Severe Aplastic Anemia: What Is It & Treatment Options
What is Aplastic Anemia?
Aplastic anemia is a blood disorder in which the body's bone marrow doesn't make enough new blood cells. The 3 main types of blood cells your body needs are red blood cells (to carry oxygen), white blood cells (to fight infection), and platelets (to control bleeding).
When stem cell medicine was first used as a treatment for severe aplastic anemia, the only option was an allogeneic hematopoietic stem cell transplant: in simpler words, a transplant from another person of the type of stem cells that can turn into blood cells. Standard transplant procedures first use chemotherapy and radiation to destroy the existing cells in the bone marrow. Depending on age, smaller transplants use no or very small amounts of chemotherapy and radiation. HLA typing, which is used to look at the proteins on the cells, is used to match patients to a suitable match.
Currently, the only option for treating aplastic anemia is an allogeneic transplant. Standard transplants use chemotherapy and radiation to destroy the cells.

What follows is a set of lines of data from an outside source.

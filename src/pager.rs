//! Page-number navigation over a [`PageSource`]
//!
//! Pages are 1-based. Every navigation call takes the page size so a viewer
//! can change it between calls; [`PageCursor::current_page`] keeps the first
//! row of the current page visible when the size changes.

use crate::error::{PageError, PageResult};
use crate::source::PageSource;
use arrow::record_batch::RecordBatch;
use tracing::debug;

/// Default rows per page
pub const DEFAULT_PAGE_SIZE: usize = 10;

/// Cursor over the pages of a source
#[derive(Debug)]
pub struct PageCursor<S> {
    source: S,
    current_page: usize,
    page_size: usize,
    total_items: u64,
}

impl<S: PageSource> PageCursor<S> {
    /// Start on page 1 with the given page size
    pub fn new(source: S, page_size: usize) -> PageResult<Self> {
        check_page_size(page_size)?;
        let total_items = source.total_rows();
        Ok(Self {
            source,
            current_page: 1,
            page_size,
            total_items,
        })
    }

    /// Number of pages for `page_size`; an empty source still has one (empty) page
    pub fn total_pages(&self, page_size: usize) -> usize {
        if page_size == 0 {
            return 0;
        }
        let pages = self.total_items.div_ceil(page_size as u64);
        usize::try_from(pages).unwrap_or(usize::MAX).max(1)
    }

    /// Current 1-based page number
    pub fn page_number(&self) -> usize {
        self.current_page
    }

    /// Rows in the source
    pub fn total_items(&self) -> u64 {
        self.total_items
    }

    pub fn has_next_page(&self) -> bool {
        self.current_page < self.total_pages(self.page_size)
    }

    pub fn has_previous_page(&self) -> bool {
        self.current_page > 1
    }

    /// Advance one page
    pub fn next_page(&mut self, page_size: usize) -> PageResult<RecordBatch> {
        check_page_size(page_size)?;
        let total = self.total_pages(page_size);
        self.page_size = page_size;

        if self.current_page >= total {
            return Err(PageError::NoMorePages);
        }
        self.current_page += 1;
        self.read_current()
    }

    /// Go back one page
    pub fn previous_page(&mut self, page_size: usize) -> PageResult<RecordBatch> {
        check_page_size(page_size)?;
        self.page_size = page_size;

        if self.current_page <= 1 {
            return Err(PageError::AlreadyFirstPage);
        }
        self.current_page -= 1;
        self.read_current()
    }

    pub fn first_page(&mut self, page_size: usize) -> PageResult<RecordBatch> {
        check_page_size(page_size)?;
        self.page_size = page_size;
        self.current_page = 1;
        self.read_current()
    }

    pub fn last_page(&mut self, page_size: usize) -> PageResult<RecordBatch> {
        check_page_size(page_size)?;
        self.current_page = self.total_pages(page_size);
        self.page_size = page_size;
        self.read_current()
    }

    /// Jump to `page_number` (the current page when `None`).
    ///
    /// A page past the end re-anchors the current page for the new size and
    /// shows that page instead.
    pub fn goto_page(
        &mut self,
        page_number: Option<usize>,
        page_size: usize,
    ) -> PageResult<RecordBatch> {
        check_page_size(page_size)?;
        let total = self.total_pages(page_size);

        let mut page = page_number.unwrap_or(self.current_page);
        if page > total {
            self.reanchor(page_size);
            page = self.current_page;
        }
        self.page_size = page_size;

        if page < 1 || page > total {
            return Err(PageError::InvalidPageNumber { page, total });
        }
        self.current_page = page;
        self.read_current()
    }

    /// Re-read the current page, re-anchored for `page_size`
    pub fn current_page(&mut self, page_size: usize) -> PageResult<RecordBatch> {
        check_page_size(page_size)?;
        self.reanchor(page_size);
        self.read_current()
    }

    /// Move to the page that contains the first row of the current page
    /// under the new page size.
    fn reanchor(&mut self, new_page_size: usize) {
        let first_item = (self.current_page.saturating_sub(1)) as u64 * self.page_size as u64;
        let page = first_item / new_page_size as u64 + 1;
        self.current_page = usize::try_from(page).unwrap_or(usize::MAX);
        self.page_size = new_page_size;
    }

    fn read_current(&self) -> PageResult<RecordBatch> {
        let offset = (self.current_page.saturating_sub(1)) as u64 * self.page_size as u64;
        debug!(
            page = self.current_page,
            page_size = self.page_size,
            offset,
            "Reading page"
        );
        Ok(self.source.read_rows(offset, self.page_size)?)
    }
}

fn check_page_size(page_size: usize) -> PageResult<()> {
    if page_size == 0 {
        return Err(PageError::ZeroPageSize);
    }
    Ok(())
}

A Clinical Trial and Advancements
A 2013 study conducted by doctors at Children's Hospital of Orange County successfully transplanted autologous cord blood in a 9-year old male child with acquired severe aplastic anemia, the first successful transplant using the patient's own cord blood for this condition. The transplant was successful following immunoablative chemotherapy. They concluded that with increasing numbers of cord blood cryopreservation, the use of autologous cord blood in the treatment of severe aplastic anemia might be considered as initial therapy. This was the first successful application of autologous cord blood hematopoietic cell transplantation in a pediatric patient with acquired severe aplastic anemia using an immunoablative preparative regimen consisting of fludarabine and cyclophosphamide. This was found to be an effective and safe alternative to the complications with the use of matched unrelated donor hematopoietic cell transplantation.
Since then, more research into autologous cord blood transplants has been undertaken that has further demonstrated safe, effective treatment utilizing the patient's own cord blood.